Claro, él ya sabía que los hábitos de consumo de su primo no eran los mejores. Prefería las cosas más fuertes, ya fuera alcohol o tabaco, en vez de las de mejor calidad. Pero…

—……

Edgar, sin darse cuenta, se cubrió la boca. ¿Por qué demonios había tranquilizantes, que solo toman los pacientes con trastornos nerviosos terminales, junto a los estimulantes? Tomar solo estimulantes o solo tranquilizantes ya estaría abusando del cerebro hasta el límite.

No había forma de que esto fuera así a menos que estuviera decidido a arruinarse la mente por completo. No podía creer que se hubiera metido esas cosas al cuerpo y aun así hubiera logrado cumplir con una agenda tan exigente sin inmutarse.

Lo más importante era que Theodore aún no se había dado cuenta de que él se había acercado. Edgar frunció los labios y golpeó el escritorio un par de veces con el puño.

—Ya que llegó alguien, ¿por qué no saludas primero?

Solo entonces el duque pareció notar al intruso en su habitación. Theodore, que había estado con la cabeza gacha, sujetándose las sienes, por fin apartó la mirada de los documentos que leía. La sensación de incomodidad llegó en cuanto sus ojos se encontraron.

Pupilas contraídas de forma inestable, que hacían que sus ojos azules parecieran aún más pálidos, el temblor de sus párpados y las sombras profundas. Señales que no eran normales y que se sentían como un presagio aún más inquietante.

Era un nivel en el que no sabía por dónde empezar a señalar, pero su primo, como si nada, guardó los documentos. Su mirada fría se levantó un segundo más tarde.

—Te dije que no entraras, Edgar.

—Es que yo…

—No creo que Valet se haya ido. Seguramente te advirtió.

—……

—¿Ahora mis palabras te suenan a mierda?

Edgar soltó una risa hueca ante el vulgar insulto que salió disparado con tan mal genio. Ah, sí. Este imbécil era un militar… En Linden, había fingido ser un caballero impecable durante tanto tiempo que se le había olvidado de dónde venía.

Desde los dieciséis, cuando su cabeza empezó a pensar por sí misma, se metió en la academia militar, y hasta ahora, a los veintitrés, sigue sirviendo en la Marina de Ingram, que es famosa por ser ruda.

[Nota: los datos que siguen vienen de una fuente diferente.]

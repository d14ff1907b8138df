use bird_tool_utils::external_command_checker::*;

pub fn check_for_dependencies() {
    check_for_fastani();
}

pub fn check_for_fastani() {
    self::check_for_external_command_presence("fastANI", "which fastANI");
    self::default_version_check("fastANI", "1.3", false, None);
}
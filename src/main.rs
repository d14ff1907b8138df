extern crate corella;

extern crate clap;
use clap::*;

extern crate log;

extern crate bird_tool_utils;
use bird_tool_utils::clap_utils::*;

static PROGRAM_NAME: &str = "Corella";

fn main() {
    let app = build_cli();
    let matches = app.clone().get_matches();
    set_log_level(&matches, false, PROGRAM_NAME, crate_version!());

    match matches.subcommand_name() {
        Some("cluster") => {
            let m = matches.subcommand_matches("cluster").unwrap();
            set_log_level(m, true, PROGRAM_NAME, crate_version!());
            initialise_rayon(m);
            corella::cluster_argument_parsing::run_cluster_subcommand(&matches);
        }
        Some("choose") => {
            let m = matches.subcommand_matches("choose").unwrap();
            set_log_level(m, true, PROGRAM_NAME, crate_version!());
            corella::cluster_argument_parsing::run_choose_subcommand(&matches);
        }
        Some("adjust") => {
            let m = matches.subcommand_matches("adjust").unwrap();
            set_log_level(m, true, PROGRAM_NAME, crate_version!());
            initialise_rayon(m);
            corella::cluster_argument_parsing::run_adjust_subcommand(&matches);
        }
        _ => panic!("Programming error"),
    }
}

fn initialise_rayon(m: &ArgMatches) {
    let num_threads: usize = *m.get_one::<usize>("threads").unwrap();
    rayon::ThreadPoolBuilder::new()
        .num_threads(num_threads)
        .build_global()
        .expect("Programming error: rayon initialised multiple times");
}

fn build_cli() -> Command {
    let mut app = add_clap_verbosity_flags(Command::new("corella"))
        .version(crate_version!())
        .author("Ben J. Woodcroft <benjwoodcroft near gmail.com>")
        .about("Two-tier genome dereplicator: MinHash preclustering refined by fastANI")
        .arg_required_else_help(true);

    app = corella::cluster_argument_parsing::add_cluster_subcommand(app);
    app = corella::cluster_argument_parsing::add_choose_subcommand(app);
    app = corella::cluster_argument_parsing::add_adjust_subcommand(app);
    app
}
use checkm;

/// One genome in the input set. Created once at ingestion and immutable
/// afterwards; the index of a genome in the run's metadata slice is its
/// identifier throughout the pipeline. Quality values come from the external
/// CheckM-style collaborator, assembly values from the FASTA itself.
#[derive(Debug, Clone, PartialEq)]
pub struct GenomeMetadata {
    pub name: String,
    pub quality: Option<checkm::GenomeQuality>,
    pub n50: Option<u64>,
    pub genome_size: Option<u64>,
}

impl GenomeMetadata {
    pub fn new(name: &str) -> GenomeMetadata {
        GenomeMetadata {
            name: name.to_string(),
            quality: None,
            n50: None,
            genome_size: None,
        }
    }
}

Y eso que ha batido récords de ascenso.

Pensándolo bien, eso era aún más escalofriante. El hecho de que estuviera tan al límite que incluso olvidaba esa máscara hipócrita que mantenía adecuadamente frente a su propia sangre. Y esa actitud de él, creyendo firmemente que está perfectamente bien.

—¿Comes? ¿Duermes?

—No sé con qué intención lo preguntas. Estoy perfectamente bien.

—… ¿Perfectamente bien?

—Simplemente no tengo tiempo. Hay mucho trabajo y, lamentablemente, solo tengo un cuerpo.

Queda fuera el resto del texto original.